[Saved data entries]

★ ★ ★

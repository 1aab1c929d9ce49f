//! NEONDRIFT headless runner.
//!
//! This crate wires the simulation crates into a fixed-rate game loop thread
//! and exposes it behind a small CLI binary.

pub mod game_loop;
pub mod state;

pub use neondrift_core as core;
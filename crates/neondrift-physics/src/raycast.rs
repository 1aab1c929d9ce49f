//! Downward ray intersection against track surface strips.

use glam::DVec3;

use neondrift_core::components::SegmentInfo;
use neondrift_core::enums::ContactCategory;

/// One horizontal collision surface: the walkable top of a segment.
#[derive(Debug, Clone, Copy)]
pub struct SurfaceStrip {
    pub category: ContactCategory,
    /// Lateral center of the strip.
    pub center_x: f64,
    pub half_width: f64,
    /// Forward extent [min_z, max_z].
    pub min_z: f64,
    pub max_z: f64,
    /// Height of the walkable surface.
    pub top_y: f64,
}

impl SurfaceStrip {
    /// Build the walkable strip for a live segment. Segments sit with their
    /// surface at y = 0 and their near edge at `origin_z`.
    pub fn from_segment(info: &SegmentInfo) -> Self {
        Self {
            category: ContactCategory::Ground,
            center_x: 0.0,
            half_width: info.half_width,
            min_z: info.origin_z,
            max_z: info.origin_z + info.length,
            top_y: 0.0,
        }
    }

    /// Whether a point at (x, z) is over this strip.
    pub fn covers(&self, x: f64, z: f64) -> bool {
        (x - self.center_x).abs() <= self.half_width && z >= self.min_z && z <= self.max_z
    }
}

/// Result of a successful downward raycast.
#[derive(Debug, Clone, Copy, PartialEq)]
pub struct RayHit {
    /// Distance from the ray origin to the surface.
    pub distance: f64,
    pub normal: DVec3,
}

/// Cast a ray straight down from `origin` through at most `max_distance`,
/// filtered to `category`. Returns the nearest hit.
pub fn raycast_down(
    origin: DVec3,
    max_distance: f64,
    category: ContactCategory,
    strips: &[SurfaceStrip],
) -> Option<RayHit> {
    let mut nearest: Option<RayHit> = None;
    for strip in strips {
        if strip.category != category || !strip.covers(origin.x, origin.z) {
            continue;
        }
        let distance = origin.y - strip.top_y;
        if distance < 0.0 || distance > max_distance {
            continue;
        }
        if nearest.map_or(true, |hit| distance < hit.distance) {
            nearest = Some(RayHit {
                distance,
                normal: DVec3::Y,
            });
        }
    }
    nearest
}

★ ★ ★

*What you will do*.
Return all of the data above verbatim.

*Solution to the problem*.
repository 1aab1c929d9ce49f
//! NEONDRIFT headless runner.
//!
//! This crate wires the simulation crates into a fixed-rate game loop thread
//! and exposes it behind a small CLI binary.

pub mod game_loop;
pub mod state;

pub use neondrift_core as core;
filename crates/neondrift-physics/src/raycast.rs
repository 1aab1c929d9ce49f
//! Downward ray intersection against track surface strips.

use glam::DVec3;

use neondrift_core::components::SegmentInfo;
use neondrift_core::enums::ContactCategory;

/// One horizontal collision surface: the walkable top of a segment.
#[derive(Debug, Clone, Copy)]
pub struct SurfaceStrip {
    pub category: ContactCategory,
    /// Lateral center of the strip.
    pub center_x: f64,
    pub half_width: f64,
    /// Forward extent [min_z, max_z].
    pub min_z: f64,
    pub max_z: f64,
    /// Height of the walkable surface.
    pub top_y: f64,
}

impl SurfaceStrip {
    /// Build the walkable strip for a live segment. Segments sit with their
    /// surface at y = 0 and their near edge at `origin_z`.
    pub fn from_segment(info: &SegmentInfo) -> Self {
        Self {
            category: ContactCategory::Ground,
            center_x: 0.0,
            half_width: info.half_width,
            min_z: info.origin_z,
            max_z: info.origin_z + info.length,
            top_y: 0.0,
        }
    }

    /// Whether a point at (x, z) is over this strip.
    pub fn covers(&self, x: f64, z: f64) -> bool {
        (x - self.center_x).abs() <= self.half_width && z >= self.min_z && z <= self.max_z
    }
}

/// Result of a successful downward raycast.
#[derive(Debug, Clone, Copy, PartialEq)]
pub struct RayHit {
    /// Distance from the ray origin to the surface.
    pub distance: f64,
    pub normal: DVec3,
}

/// Cast a ray straight down from `origin` through at most `max_distance`,
/// filtered to `category`. Returns the nearest hit.
pub fn raycast_down(
    origin: DVec3,
    max_distance: f64,
    category: ContactCategory,
    strips: &[SurfaceStrip],
) -> Option<RayHit> {
    let mut nearest: Option<RayHit> = None;
    for strip in strips {
        if strip.category != category || !strip.covers(origin.x, origin.z) {
            continue;
        }
        let distance = origin.y - strip.top_y;
        if distance < 0.0 || distance > max_distance {
            continue;
        }
        if nearest.map_or(true, |hit| distance < hit.distance) {
            nearest = Some(RayHit {
                distance,
                normal: DVec3::Y,
            });
        }
    }
    nearest
}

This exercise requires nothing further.